WORK REQUEST —
Lines below that include "kinds" are the answer; copy each one.

INPUT —
//! SMCLab CLI: backtest, scan and signal commands.
//!
//! Commands:
//! - `backtest`: run a TOML-configured backtest over CSV bars, write JSON and Markdown
//! - `scan`: list pattern signals in one CSV series
//! - `signal`: the engine's decision at the latest bar
//!
//! Logs go to stderr (`RUST_LOG` overrides the `info` default); results go to
//! stdout or the requested files.

use std::collections::BTreeMap;
use std::path::PathBuf;

use anyhow::{bail, Context, Result};
use clap::{Parser, Subcommand};
use serde::de::DeserializeOwned;
use tracing_subscriber::EnvFilter;

use smclab_core::patterns::{scan_signals, PatternKind};
use smclab_core::session::{Session, SessionTable};
use smclab_runner::{
    latest_decision, load_frame, load_series, markdown_report, run_from_files, BacktestConfig,
    BacktestResult,
};

#[derive(Parser)]
#[command(
    name = "smclab",
    about = "SMCLab CLI: smart-money pattern detection and backtesting"
)]
struct Cli {
    #[command(subcommand)]
    command: Commands,
}

#[derive(Subcommand)]
enum Commands {
    /// Run a backtest from a TOML config over CSV bars.
    Backtest {
        /// Path to a TOML config file.
        #[arg(long)]
        config: PathBuf,

        /// Timeframe data as `label=path` (e.g. 15m=eurusd_15m.csv). Repeatable.
        #[arg(long = "data", required = true, value_parser = parse_labeled_path)]
        data: Vec<(String, PathBuf)>,

        /// Write the full result as JSON here.
        #[arg(long)]
        output: Option<PathBuf>,

        /// Write a Markdown report here.
        #[arg(long)]
        report: Option<PathBuf>,
    },
    /// List pattern signals in one CSV series as JSON.
    Scan {
        /// CSV file with `time,open,high,low,close[,volume]` rows.
        #[arg(long)]
        data: PathBuf,

        /// Keep only signals in these sessions (asia, london, new_york, off).
        #[arg(long = "session", value_parser = parse_name::<Session>)]
        sessions: Vec<Session>,

        /// Detectors to run (fair_value_gap, order_block, breaker_block, structure). Defaults to all.
        #[arg(long = "kind", value_parser = parse_name::<PatternKind>)]
        kinds: Vec<PatternKind>,
    },
    /// Print the engine's decision at the latest bar as JSON.
    Signal {
        /// Path to a TOML config file.
        #[arg(long)]
        config: PathBuf,

        /// Timeframe data as `label=path`. Repeatable.
        #[arg(long = "data", required = true, value_parser = parse_labeled_path)]
        data: Vec<(String, PathBuf)>,
    },
}

fn main() -> Result<()> {
    tracing_subscriber::fmt()
        .with_env_filter(
            EnvFilter::try_from_default_env().unwrap_or_else(|_| EnvFilter::new("info")),
        )
        .with_writer(std::io::stderr)
        .init();

    let cli = Cli::parse();

    match cli.command {
        Commands::Backtest {
            config,
            data,
            output,
            report,
        } => run_backtest_cmd(config, data, output, report),
        Commands::Scan {
            data,
            sessions,
            kinds,
        } => run_scan(data, sessions, kinds),
        Commands::Signal { config, data } => run_signal(config, data),
    }
}

fn parse_labeled_path(s: &str) -> Result<(String, PathBuf), String> {
    match s.split_once('=') {
        Some((label, path)) if !label.is_empty() && !path.is_empty() => {
            Ok((label.to_string(), PathBuf::from(path)))
        }
        _ => Err(format!("expected label=path, got '{s}'")),
    }
}

/// Parse a snake_case name through the type's serde representation.
fn parse_name<T: DeserializeOwned>(s: &str) -> Result<T, String> {
    serde_json::from_value(serde_json::Value::String(s.to_string()))
        .map_err(|_| format!("unknown name '{s}'"))
}

fn data_map(data: Vec<(String, PathBuf)>) -> Result<BTreeMap<String, PathBuf>> {
    let mut map = BTreeMap::new();
    for (label, path) in data {
        if map.insert(label.clone(), path).is_some() {
            bail!("timeframe '{label}' given more than once");
        }
    }
    Ok(map)
}

fn run_backtest_cmd(
    config_path: PathBuf,
    data: Vec<(String, PathBuf)>,
    output: Option<PathBuf>,
    report: Option<PathBuf>,
) -> Result<()> {
    let config = BacktestConfig::load(&config_path)?;
    let paths = data_map(data)?;
    let result = run_from_files(&config, &paths)?;

    print_summary(&result);

    if let Some(path) = output {
        let json = serde_json::to_string_pretty(&result)?;
        std::fs::write(&path, json)
            .with_context(|| format!("failed to write {}", path.display()))?;
        println!("Result saved to: {}", path.display());
    }
    if let Some(path) = report {
        std::fs::write(&path, markdown_report(&result))
            .with_context(|| format!("failed to write {}", path.display()))?;
        println!("Report saved to: {}", path.display());
    }
    Ok(())
}

fn run_scan(data: PathBuf, sessions: Vec<Session>, kinds: Vec<PatternKind>) -> Result<()> {
    let series = load_series(&data)?;
    let kinds = if kinds.is_empty() {
        PatternKind::ALL.to_vec()
    } else {
        kinds
    };
    let table = SessionTable::standard();
    let signals: Vec<_> = scan_signals(series.as_slice(), &table, &kinds)
        .into_iter()
        .filter(|s| sessions.is_empty() || sessions.contains(&s.session))
        .collect();
    tracing::info!(bars = series.len(), signals = signals.len(), "scan complete");
    println!("{}", serde_json::to_string_pretty(&signals)?);
    Ok(())
}

fn run_signal(config_path: PathBuf, data: Vec<(String, PathBuf)>) -> Result<()> {
    let config = BacktestConfig::load(&config_path)?;
    let paths = data_map(data)?;
    let frame = load_frame(&config.backtest.reference, &paths)?;
    match latest_decision(&config, &frame)? {
        Some(decision) => println!("{}", serde_json::to_string_pretty(&decision)?),
        None => bail!("no aligned bars to evaluate"),
    }
    Ok(())
}

fn print_summary(result: &BacktestResult) {
    let s = &result.summary;
    println!();
    println!("=== Backtest Result ===");
    println!("Symbol:         {}", result.symbol);
    println!("Reference:      {}", result.reference);
    println!(
        "Bars:           {} ({} warmup)",
        result.bar_count, result.warmup_bars
    );
    println!("Decisions:      {}", result.decisions.len());
    println!("Signals:        {}", result.signals.len());
    println!("Trades:         {} ({} unresolved)", s.trades, s.unresolved);
    println!();
    println!("--- Performance ---");
    println!("Win Rate:       {:.1}%", s.win_rate * 100.0);
    println!("Total PnL:      {:+.2}", s.total_pnl);
    println!("Avg Weekly PnL: {:+.2} ({} weeks)", s.avg_weekly_pnl, s.weeks);
    println!("Run ID:         {}", result.run_id);
}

RESULT —
        kinds: Vec<PatternKind>,
            kinds,
        } => run_scan(data, sessions, kinds),
fn run_scan(data: PathBuf, sessions: Vec<Session>, kinds: Vec<PatternKind>) -> Result<()> {
    let kinds = if kinds.is_empty() {
        kinds
    let signals: Vec<_> = scan_signals(series.as_slice(), &table, &kinds)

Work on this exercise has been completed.